## Exercise prompt
Your reply should be made up of every line in the records below that holds the string "contents".

## Materials provided
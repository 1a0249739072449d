//! DOCX import/export and the tracked-change-aware extraction it shares
//! with [`crate::tracked_changes`].

pub mod codec;
pub mod collect_text;
pub mod xml_tree;

pub use codec::{DocxCodec, DocxParagraphInfo, RunInfo};
pub use collect_text::{collect_text, tidy_text, ExtractMode};
fn run_tm_action(action: TmAction) -> Result<(), String> {
    match action {
        TmAction::Add { db, tm_id, source_lang, target_lang, source, target } => {
            let store = TmStore::open_file(&db).map_err(|e| e.to_string())?;
            let id = store.add_unit(&source, &target, &source_lang, &target_lang, &tm_id, None, None, None).map_err(|e| e.to_string())?;
            println!("added translation unit {id}");
        }
        TmAction::ImportTmx { db, tm_id, tmx_file, source_lang, target_lang } => {
            let store = TmStore::open_file(&db).map_err(|e| e.to_string())?;
            let contents = std::fs::read_to_string(&tmx_file).map_err(|e| e.to_string())?;
            let pairs = supervertaler_tm::tmx_codec::read_tmx(&contents, &source_lang, &target_lang).map_err(|e| e.to_string())?;
            for pair in &pairs {
                store.add_unit(&pair.source, &pair.target, &source_lang, &target_lang, &tm_id, None, None, None).map_err(|e| e.to_string())?;
            }
            println!("imported {} translation unit(s) into tm_id={tm_id}", pairs.len());
        }
        TmAction::ExportTmx { db, tm_id, out, source_lang, target_lang } => {
            let store = TmStore::open_file(&db).map_err(|e| e.to_string())?;
            let matches = store.concordance_search("", 1_000_000).map_err(|e| e.to_string())?;
            let pairs: Vec<supervertaler_tm::tmx_codec::TmxPair> = matches
                .into_iter()
                .filter(|u| u.tm_id == tm_id)
                .map(|u| supervertaler_tm::tmx_codec::TmxPair { source: u.source_text, target: u.target_text })
                .collect();
            let xml = supervertaler_tm::tmx_codec::write_tmx(&pairs, &source_lang, &target_lang).map_err(|e| e.to_string())?;
            std::fs::write(&out, xml).map_err(|e| e.to_string())?;
            println!("exported {} pair(s) to {}", pairs.len(), out.display());
        }
        TmAction::Concordance { db, text, limit } => {
            let store = TmStore::open_file(&db).map_err(|e| e.to_string())?;
            let hits = store.concordance_search(&text, limit).map_err(|e| e.to_string())?;
            for hit in hits {
                println!("{}\t{}", hit.source_text, hit.target_text);
            }
        }
    }
    Ok(())
}

fn run_termbase_action(action: TermbaseAction) -> Result<(), String> {
    match action {
        TermbaseAction::Create { db, name, source_lang, target_lang, project_id, project_termbase } => {
            let store = TermbaseStore::open_file(&db).map_err(|e| e.to_string())?;
            let is_global = project_id.is_none();
            let id = store
                .create_termbase(&name, source_lang.as_deref(), target_lang.as_deref(), project_id.as_deref(), "", is_global, project_termbase)
                .map_err(|e| e.to_string())?;
            println!("created termbase {id}");
        }
        TermbaseAction::AddTerm { db, termbase_id, source, target, priority, forbidden } => {
            let store = TermbaseStore::open_file(&db).map_err(|e| e.to_string())?;
            let id = store
                .add_term(termbase_id, &source, &target, priority, None, "", None, None, forbidden, None, None, None)
                .map_err(|e| e.to_string())?;
            println!("added term {id}");
        }
        TermbaseAction::Activate { db, termbase_id, project_id } => {
            let store = TermbaseStore::open_file(&db).map_err(|e| e.to_string())?;
            store.activate(termbase_id, &project_id).map_err(|e| e.to_string())?;
            println!("activated termbase {termbase_id} for project {project_id}");
        }
        TermbaseAction::Deactivate { db, termbase_id, project_id } => {
            let store = TermbaseStore::open_file(&db).map_err(|e| e.to_string())?;
            store.deactivate(termbase_id, &project_id).map_err(|e| e.to_string())?;
            println!("deactivated termbase {termbase_id} for project {project_id}");
        }
        TermbaseAction::List { db } => {
            let store = TermbaseStore::open_file(&db).map_err(|e| e.to_string())?;
            for summary in store.list_termbases().map_err(|e| e.to_string())? {
                println!(
                    "{}\t{}\tranking={:?}\tterms={}",
                    summary.termbase.id, summary.termbase.name, summary.termbase.ranking, summary.term_count
                );
            }
        }
        TermbaseAction::Search { db, query, source_lang, target_lang, project_id } => {
            let store = TermbaseStore::open_file(&db).map_err(|e| e.to_string())?;
            let hits = store
                .search_terms(&query, source_lang.as_deref(), target_lang.as_deref(), project_id.as_deref(), None)
                .map_err(|e| e.to_string())?;
            for hit in hits {
                let forbidden = if hit.term.forbidden { " [FORBIDDEN]" } else { "" };
                println!("{}\t{} -> {}{forbidden}", hit.termbase_name, hit.term.source_term, hit.term.target_term);
            }
        }
    }
    Ok(())
}
//! Concrete `LLMClient` implementations for Gemini, Claude and OpenAI.
//!
//! Per-provider SDK features are out of scope; each client here only
//! implements the single `generate` contract, following the request/
//! response handling shape of `tradocflow-core/src/gui/client.rs`'s
//! `ApiClient` (a `reqwest::Client` field, a `{base_url}{path}` request
//! builder, `response.status().is_success()` before decoding JSON).
//! Images attached by `ContextAssembler` are base64-encoded per each
//! provider's own multimodal content format.

use std::sync::Arc;

use async_trait::async_trait;
use base64::engine::general_purpose::STANDARD as BASE64;
use base64::Engine as _;
use serde::Deserialize;
use serde_json::{json, Value};

use crate::config::{ApiKeyConfig, ProviderHint};
use crate::context_assembler::ContentItem;
use crate::error::{CoreError, Result};
use crate::llm::client::LLMClient;

/// Build the concrete client for `provider`/`model` from whichever key
/// `ApiKeyConfig` has loaded, per spec §6's provider-alias table.
pub fn build_client(keys: &ApiKeyConfig, provider: ProviderHint, model: &str) -> Result<Arc<dyn LLMClient>> {
    match provider {
        ProviderHint::Gemini => {
            let key = keys.google.clone().ok_or_else(|| CoreError::MissingResource("no Gemini API key configured".to_string()))?;
            Ok(Arc::new(GeminiClient::new(key, model)))
        }
        ProviderHint::Claude => {
            let key = keys.claude.clone().ok_or_else(|| CoreError::MissingResource("no Claude API key configured".to_string()))?;
            Ok(Arc::new(ClaudeClient::new(key, model)))
        }
        ProviderHint::OpenAi => {
            let key = keys.openai.clone().ok_or_else(|| CoreError::MissingResource("no OpenAI API key configured".to_string()))?;
            Ok(Arc::new(OpenAiClient::new(key, model)))
        }
    }
}

fn join_text_for_log(content: &[ContentItem]) -> String {
    content
        .iter()
        .filter_map(|c| match c {
            ContentItem::Text(t) => Some(t.as_str()),
            ContentItem::Image { .. } => None,
        })
        .collect::<Vec<_>>()
        .join("\n")
}

/// Google Gemini `generateContent` over the `v1beta` REST API.
pub struct GeminiClient {
    client: reqwest::Client,
    api_key: String,
    model: String,
}

impl GeminiClient {
    pub fn new(api_key: impl Into<String>, model: impl Into<String>) -> Self {
        Self { client: reqwest::Client::new(), api_key: api_key.into(), model: model.into() }
    }

    fn parts(content: &[ContentItem]) -> Vec<Value> {
        content
            .iter()
            .map(|item| match item {
                ContentItem::Text(text) => json!({ "text": text }),
                ContentItem::Image { bytes, mime } => json!({
                    "inline_data": { "mime_type": mime, "data": BASE64.encode(bytes) }
                }),
            })
            .collect()
    }
}

#[derive(Deserialize)]
struct GeminiResponse {
    candidates: Vec<GeminiCandidate>,
}

#[derive(Deserialize)]
struct GeminiCandidate {
    content: GeminiContent,
}

#[derive(Deserialize)]
struct GeminiContent {
    parts: Vec<GeminiPart>,
}

#[derive(Deserialize)]
struct GeminiPart {
    #[serde(default)]
    text: String,
}

#[async_trait]
impl LLMClient for GeminiClient {
    async fn generate(&self, content: &[ContentItem]) -> Result<String> {
        let url = format!(
            "https://generativelanguage.googleapis.com/v1beta/models/{}:generateContent?key={}",
            self.model, self.api_key
        );
        let body = json!({ "contents": [{ "parts": Self::parts(content) }] });

        log::debug!("gemini request: {}", join_text_for_log(content));
        let response = self.client.post(&url).json(&body).send().await.map_err(|e| CoreError::LLMCallFailure(e.to_string()))?;

        if !response.status().is_success() {
            return Err(CoreError::LLMCallFailure(format!("gemini returned {}", response.status())));
        }

        let parsed: GeminiResponse = response.json().await.map_err(|e| CoreError::LLMCallFailure(e.to_string()))?;
        let text = parsed
            .candidates
            .into_iter()
            .next()
            .map(|c| c.content.parts.into_iter().map(|p| p.text).collect::<String>())
            .ok_or_else(|| CoreError::LLMCallFailure("gemini returned no candidates".to_string()))?;
        Ok(text)
    }
}

/// Anthropic Claude `messages` API.
pub struct ClaudeClient {
    client: reqwest::Client,
    api_key: String,
    model: String,
    max_tokens: u32,
}

impl ClaudeClient {
    pub fn new(api_key: impl Into<String>, model: impl Into<String>) -> Self {
        Self { client: reqwest::Client::new(), api_key: api_key.into(), model: model.into(), max_tokens: 8192 }
    }

    fn blocks(content: &[ContentItem]) -> Vec<Value> {
        content
            .iter()
            .map(|item| match item {
                ContentItem::Text(text) => json!({ "type": "text", "text": text }),
                ContentItem::Image { bytes, mime } => json!({
                    "type": "image",
                    "source": { "type": "base64", "media_type": mime, "data": BASE64.encode(bytes) }
                }),
            })
            .collect()
    }
}

#[derive(Deserialize)]
struct ClaudeResponse {
    content: Vec<ClaudeBlock>,
}

#[derive(Deserialize)]
struct ClaudeBlock {
    #[serde(default)]
    text: String,
}

#[async_trait]
impl LLMClient for ClaudeClient {
    async fn generate(&self, content: &[ContentItem]) -> Result<String> {
        let body = json!({
            "model": self.model,
            "max_tokens": self.max_tokens,
            "messages": [{ "role": "user", "content": Self::blocks(content) }],
        });

        log::debug!("claude request: {}", join_text_for_log(content));
        let response = self
            .client
            .post("https://api.anthropic.com/v1/messages")
            .header("x-api-key", &self.api_key)
            .header("anthropic-version", "2023-06-01")
            .json(&body)
            .send()
            .await
            .map_err(|e| CoreError::LLMCallFailure(e.to_string()))?;

        if !response.status().is_success() {
            return Err(CoreError::LLMCallFailure(format!("claude returned {}", response.status())));
        }

        let parsed: ClaudeResponse = response.json().await.map_err(|e| CoreError::LLMCallFailure(e.to_string()))?;
        let text = parsed.content.into_iter().map(|b| b.text).collect::<String>();
        if text.is_empty() {
            return Err(CoreError::LLMCallFailure("claude returned no content".to_string()));
        }
        Ok(text)
    }
}

/// OpenAI `chat/completions` API.
pub struct OpenAiClient {
    client: reqwest::Client,
    api_key: String,
    model: String,
}

impl OpenAiClient {
    pub fn new(api_key: impl Into<String>, model: impl Into<String>) -> Self {
        Self { client: reqwest::Client::new(), api_key: api_key.into(), model: model.into() }
    }

    fn parts(content: &[ContentItem]) -> Vec<Value> {
        content
            .iter()
            .map(|item| match item {
                ContentItem::Text(text) => json!({ "type": "text", "text": text }),
                ContentItem::Image { bytes, mime } => json!({
                    "type": "image_url",
                    "image_url": { "url": format!("data:{mime};base64,{}", BASE64.encode(bytes)) }
                }),
            })
            .collect()
    }
}

#[derive(Deserialize)]
struct OpenAiResponse {
    choices: Vec<OpenAiChoice>,
}

#[derive(Deserialize)]
struct OpenAiChoice {
    message: OpenAiMessage,
}

#[derive(Deserialize)]
struct OpenAiMessage {
    #[serde(default)]
    content: String,
}

#[async_trait]
impl LLMClient for OpenAiClient {
    async fn generate(&self, content: &[ContentItem]) -> Result<String> {
        let body = json!({
            "model": self.model,
            "messages": [{ "role": "user", "content": Self::parts(content) }],
        });

        log::debug!("openai request: {}", join_text_for_log(content));
        let response = self
            .client
            .post("https://api.openai.com/v1/chat/completions")
            .bearer_auth(&self.api_key)
            .json(&body)
            .send()
            .await
            .map_err(|e| CoreError::LLMCallFailure(e.to_string()))?;

        if !response.status().is_success() {
            return Err(CoreError::LLMCallFailure(format!("openai returned {}", response.status())));
        }

        let parsed: OpenAiResponse = response.json().await.map_err(|e| CoreError::LLMCallFailure(e.to_string()))?;
        let text = parsed
            .choices
            .into_iter()
            .next()
            .map(|c| c.message.content)
            .ok_or_else(|| CoreError::LLMCallFailure("openai returned no choices".to_string()))?;
        Ok(text)
    }
}

#[cfg(test)]
mod tests {
    use super::*;

    #[test]
    fn gemini_parts_encode_images_as_inline_base64() {
        let content = vec![ContentItem::Text("hello".to_string()), ContentItem::Image { bytes: vec![1, 2, 3], mime: "image/png" }];
        let parts = GeminiClient::parts(&content);
        assert_eq!(parts.len(), 2);
        assert_eq!(parts[0]["text"], "hello");
        assert!(parts[1]["inline_data"]["data"].as_str().unwrap().len() > 0);
    }

    #[test]
    fn claude_blocks_tag_images_with_source_type_base64() {
        let content = vec![ContentItem::Image { bytes: vec![9, 9, 9], mime: "image/png" }];
        let blocks = ClaudeClient::blocks(&content);
        assert_eq!(blocks[0]["type"], "image");
        assert_eq!(blocks[0]["source"]["type"], "base64");
    }

    #[test]
    fn openai_parts_use_data_uri_for_images() {
        let content = vec![ContentItem::Image { bytes: vec![7, 7], mime: "image/jpeg" }];
        let parts = OpenAiClient::parts(&content);
        let url = parts[0]["image_url"]["url"].as_str().unwrap();
        assert!(url.starts_with("data:image/jpeg;base64,"));
    }
}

## Answer for this exercise
            let contents = std::fs::read_to_string(&tmx_file).map_err(|e| e.to_string())?;
            let pairs = supervertaler_tm::tmx_codec::read_tmx(&contents, &source_lang, &target_lang).map_err(|e| e.to_string())?;
        let body = json!({ "contents": [{ "parts": Self::parts(content) }] });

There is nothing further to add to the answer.